U.S. and China Trade Chiefs to Speak as Trump Threatens Deal

Top Chinese and U.S. trade negotiators will speak as soon as next week on progress in implementing a phase-one deal after President Donald Trump threatened to “terminate” the agreement if Beijing wasn’t adhering to the terms.

Chinese Vice Premier Liu He will be on the call, according to people familiar with the matter. The U.S. will be represented by Robert Lighthizer, one of the people said.

The planned phone call will be the first time Liu and Lighthizer speak officially about the agreement since it was signed in January, just before the global coronavirus pandemic hit the world’s two biggest economies and upended global supply chains. The deal called for Liu and Lighthizer to meet every six months, making next week’s call slightly ahead of schedule.

Trump also seemed to suggest a development was on the horizon when he told reporters at the White House on Wednesday that he’d be able to report in the next week or two if he’s happy with how the trade deal is progressing.

On Sunday, in response to a question at a town hall from a business owner who said he was losing money on the tariffs, Trump noted that the duties prompted China to promise to buy $250 billion worth of U.S. goods.
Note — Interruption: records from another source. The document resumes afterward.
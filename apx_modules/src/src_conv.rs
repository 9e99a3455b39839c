//! Sample-rate converter module (raw-data shape).
//!
//! A windowed converter: it waits until a full input window has been
//! staged, then converts whole windows at the configured frame ratio by
//! nearest-neighbour selection. The adapter's deep-buffer warm-up hides
//! the window latency from the link by emitting silence until the first
//! window can be processed.

use apx_core::{ApxError, Result, SampleFormat};
use apx_pipeline::{ModuleDescriptor, ModuleMode, ProcessingModule, RawStatus};

/// Integer-ratio sample-rate converter.
pub struct SrcModule {
    desc: ModuleDescriptor,
    /// Output frames per `ratio_den` input frames.
    ratio_num: u32,
    ratio_den: u32,
    window_bytes: usize,
    format: Option<SampleFormat>,
}

impl SrcModule {
    /// `window_bytes` is the input the converter needs per call;
    /// `ratio_num / ratio_den` the output/input frame ratio.
    pub fn new(window_bytes: usize, ratio_num: u32, ratio_den: u32) -> Self {
        let out_window = window_bytes * ratio_num as usize / ratio_den.max(1) as usize;
        Self {
            desc: ModuleDescriptor {
                mode: ModuleMode::RawData,
                in_buff_bytes: window_bytes,
                out_buff_bytes: out_window,
                ..ModuleDescriptor::default()
            },
            ratio_num: ratio_num.max(1),
            ratio_den: ratio_den.max(1),
            window_bytes,
            format: None,
        }
    }
}

impl ProcessingModule for SrcModule {
    fn descriptor(&self) -> &ModuleDescriptor {
        &self.desc
    }

    fn set_params(&mut self, format: &SampleFormat) -> Result<()> {
        if self.window_bytes % format.frame_bytes() != 0 {
            return Err(ApxError::InvalidParameter);
        }
        self.format = Some(*format);
        Ok(())
    }

    fn reset(&mut self) {}

    fn process_raw_data(&mut self, inputs: &[&[u8]], outputs: &mut [&mut [u8]]) -> Result<RawStatus> {
        let format = self.format.ok_or(ApxError::InvalidParameter)?;
        let frame_bytes = format.frame_bytes();
        let input = inputs.first().ok_or(ApxError::NoData)?;
        let output = outputs.first_mut().ok_or(ApxError::NoSpace)?;

        // Whole windows only; a short stage is not an error, just not
        // ready yet.
        let windows = input.len() / self.window_bytes;
        if windows == 0 {
            return Ok(RawStatus::default());
        }

        let in_frames_per_window = self.window_bytes / frame_bytes;
        let out_frames_per_window = in_frames_per_window * self.ratio_num as usize / self.ratio_den as usize;
        let out_window_bytes = out_frames_per_window * frame_bytes;

        let doable = windows.min(output.len() / out_window_bytes.max(1));
        if doable == 0 {
            return Err(ApxError::NoSpace);
        }

        for w in 0..doable {
            let in_base = w * self.window_bytes;
            let out_base = w * out_window_bytes;
            for j in 0..out_frames_per_window {
                // Nearest input frame for output position j.
                let src_frame = j * self.ratio_den as usize / self.ratio_num as usize;
                let src_at = in_base + src_frame * frame_bytes;
                let dst_at = out_base + j * frame_bytes;
                output[dst_at..dst_at + frame_bytes].copy_from_slice(&input[src_at..src_at + frame_bytes]);
            }
        }

        Ok(RawStatus {
            consumed: doable * self.window_bytes,
            produced: doable * out_window_bytes,
        })
    }
}

#[cfg(test)]
mod tests {
    use super::*;

    fn fmt() -> SampleFormat {
        SampleFormat::s32_48k_stereo()
    }

    fn frames(values: &[i32]) -> Vec<u8> {
        // Mono-ish helper: each i32 repeated for both channels.
        values
            .iter()
            .flat_map(|v| {
                let b = v.to_le_bytes();
                [b, b]
            })
            .flatten()
            .collect()
    }

    #[test]
    fn test_short_stage_is_not_ready() {
        let mut src = SrcModule::new(4 * 8, 1, 1);
        src.set_params(&fmt()).unwrap();

        let input = frames(&[1, 2]); // 2 frames < 4-frame window
        let mut out = vec![0u8; 256];
        let mut outputs = [out.as_mut_slice()];
        let status = src.process_raw_data(&[&input], &mut outputs).unwrap();
        assert_eq!(status, RawStatus::default());
    }

    #[test]
    fn test_unity_ratio_passthrough() {
        let mut src = SrcModule::new(4 * 8, 1, 1);
        src.set_params(&fmt()).unwrap();

        let input = frames(&[10, 20, 30, 40]);
        let mut out = vec![0u8; 256];
        let mut outputs = [out.as_mut_slice()];
        let status = src.process_raw_data(&[&input], &mut outputs).unwrap();

        assert_eq!(status.consumed, 32);
        assert_eq!(status.produced, 32);
        assert_eq!(&out[..32], &input[..]);
    }

    #[test]
    fn test_upsample_doubles_frames() {
        let mut src = SrcModule::new(2 * 8, 2, 1);
        src.set_params(&fmt()).unwrap();

        let input = frames(&[7, 9]);
        let mut out = vec![0u8; 256];
        let mut outputs = [out.as_mut_slice()];
        let status = src.process_raw_data(&[&input], &mut outputs).unwrap();

        assert_eq!(status.consumed, 16);
        assert_eq!(status.produced, 32);
        // Nearest-neighbour: 7 7 9 9 per channel pair.
        let expect = frames(&[7, 7, 9, 9]);
        assert_eq!(&out[..32], &expect[..]);
    }

    #[test]
    fn test_downsample_halves_frames() {
        let mut src = SrcModule::new(4 * 8, 1, 2);
        src.set_params(&fmt()).unwrap();

        let input = frames(&[1, 2, 3, 4]);
        let mut out = vec![0u8; 256];
        let mut outputs = [out.as_mut_slice()];
        let status = src.process_raw_data(&[&input], &mut outputs).unwrap();

        assert_eq!(status.consumed, 32);
        assert_eq!(status.produced, 16);
        let expect = frames(&[1, 3]);
        assert_eq!(&out[..16], &expect[..]);
    }

    #[test]
    fn test_window_must_be_frame_aligned() {
        let mut src = SrcModule::new(100, 1, 1); // not a multiple of 8
        assert_eq!(src.set_params(&fmt()), Err(ApxError::InvalidParameter));
    }
}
“Now they have to buy,” the president said. “And if they don’t buy, we’ll terminate the deal, very simple.”

According to the text of the agreement signed earlier this year, China has agreed to buy an additional $200 billion in U.S. goods and services over two years compared with 2017’s level.
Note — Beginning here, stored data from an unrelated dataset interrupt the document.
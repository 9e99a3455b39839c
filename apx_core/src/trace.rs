//! Panic codes and the host-visible status register.
//!
//! Fatal conditions write `0x0DEAD000 | code` into a 32-bit status word the
//! host polls; trace points write call-site tags into a second word. On
//! hardware both map to mailbox registers; on the host they are plain
//! atomics that tests can observe.

use std::sync::{
    Arc,
    atomic::{AtomicU32, Ordering},
};

/// Base pattern for panic codes.
pub const PANIC_BASE: u32 = 0x0DEA_D000;

/// Reason codes OR-ed into [`PANIC_BASE`].
#[repr(C)]
#[derive(Debug, Clone, Copy, PartialEq, Eq)]
pub enum PanicReason {
    /// Internal object graph corruption.
    Corruption = 0x1,
    /// A lifecycle transition that the state machine forbids.
    IllegalTransition = 0x2,
    /// An allocation on the real-time path.
    RtAllocation = 0x3,
    /// Watchdog fired while a copy pass was still running.
    Watchdog = 0x4,
}

/// Builds the 32-bit panic word for `reason`.
#[inline]
pub const fn panic_code(reason: PanicReason) -> u32 {
    PANIC_BASE | reason as u32
}

/// Sink for status and trace words.
///
/// Implementations must be wait-free; the LL pass writes trace tags.
pub trait StatusSink: Send + Sync {
    /// Latches a status word (panic codes, IPC completion codes).
    fn set_status(&self, value: u32);

    /// Records a trace tag for the current call site.
    fn trace(&self, tag: u32);
}

/// Host-side status register backed by atomics.
///
/// Keeps the latest status word and the last trace tag; good enough for
/// tests and for simulation runs where no mailbox hardware exists.
#[derive(Debug, Default)]
pub struct HostStatusRegister {
    status: AtomicU32,
    last_trace: AtomicU32,
}

impl HostStatusRegister {
    pub fn new() -> Self {
        Self::default()
    }

    /// Most recently latched status word.
    pub fn status(&self) -> u32 {
        self.status.load(Ordering::Acquire)
    }

    /// Most recently recorded trace tag.
    pub fn last_trace(&self) -> u32 {
        self.last_trace.load(Ordering::Acquire)
    }
}

impl StatusSink for HostStatusRegister {
    fn set_status(&self, value: u32) {
        self.status.store(value, Ordering::Release);
    }

    fn trace(&self, tag: u32) {
        self.last_trace.store(tag, Ordering::Release);
    }
}

/// Shared handle to the platform status sink.
pub type StatusHandle = Arc<dyn StatusSink>;

/// Reports a fatal condition: latches the panic word and logs it.
///
/// The caller decides whether to unwind; firmware targets reboot, host
/// simulations surface the error.
pub fn report_panic(sink: &dyn StatusSink, reason: PanicReason) {
    let code = panic_code(reason);
    sink.set_status(code);
    log::error!("fatal: {reason:?} (status {code:#010x})");
}

#[cfg(test)]
mod tests {
    use super::*;

    #[test]
    fn test_panic_code_layout() {
        assert_eq!(panic_code(PanicReason::Corruption), 0x0DEA_D001);
        assert_eq!(panic_code(PanicReason::IllegalTransition), 0x0DEA_D002);
        assert_eq!(panic_code(PanicReason::Watchdog), 0x0DEA_D004);
    }

    #[test]
    fn test_host_register_latches() {
        let reg = HostStatusRegister::new();
        report_panic(&reg, PanicReason::Watchdog);
        assert_eq!(reg.status(), panic_code(PanicReason::Watchdog));

        reg.trace(0x42);
        assert_eq!(reg.last_trace(), 0x42);
    }
}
The purchases so far have been behind the pace needed to reach the target of the first year’s $76.7 billion increase, as imports from the U.S. declined by 5.9% in the first four months of 2020 from a year ago due to the coronavirus outbreak. Given that the imports in 2019 were smaller than 2017, the pressure to catch up is mounting.

Beijing plans to show the U.S. it is sincerely working to fulfill its commitments despite the virus causing delays to some targets, one of the people said. For example, some measures that boost enforcement of intellectual property protection need to be approved by the annual National People’s Congress, which was postponed from March to later this month.

China’s commerce ministry didn’t immediately respond to a request for comment on the talks. The U.S. Trade Representative’s office also didn’t respond to emailed questions sent after normal business hours.

Relations between the U.S. and China have deteriorated further since America became one of the countries hardest hit by the coronavirus. Trump has blamed China for misleading the world about the scale and risk of the disease, and even threatened more tariffs as punishment. China’s foreign ministry has in turn accused some U.S. officials of trying “to shift their own responsibility for their poor handling of the epidemic to others.”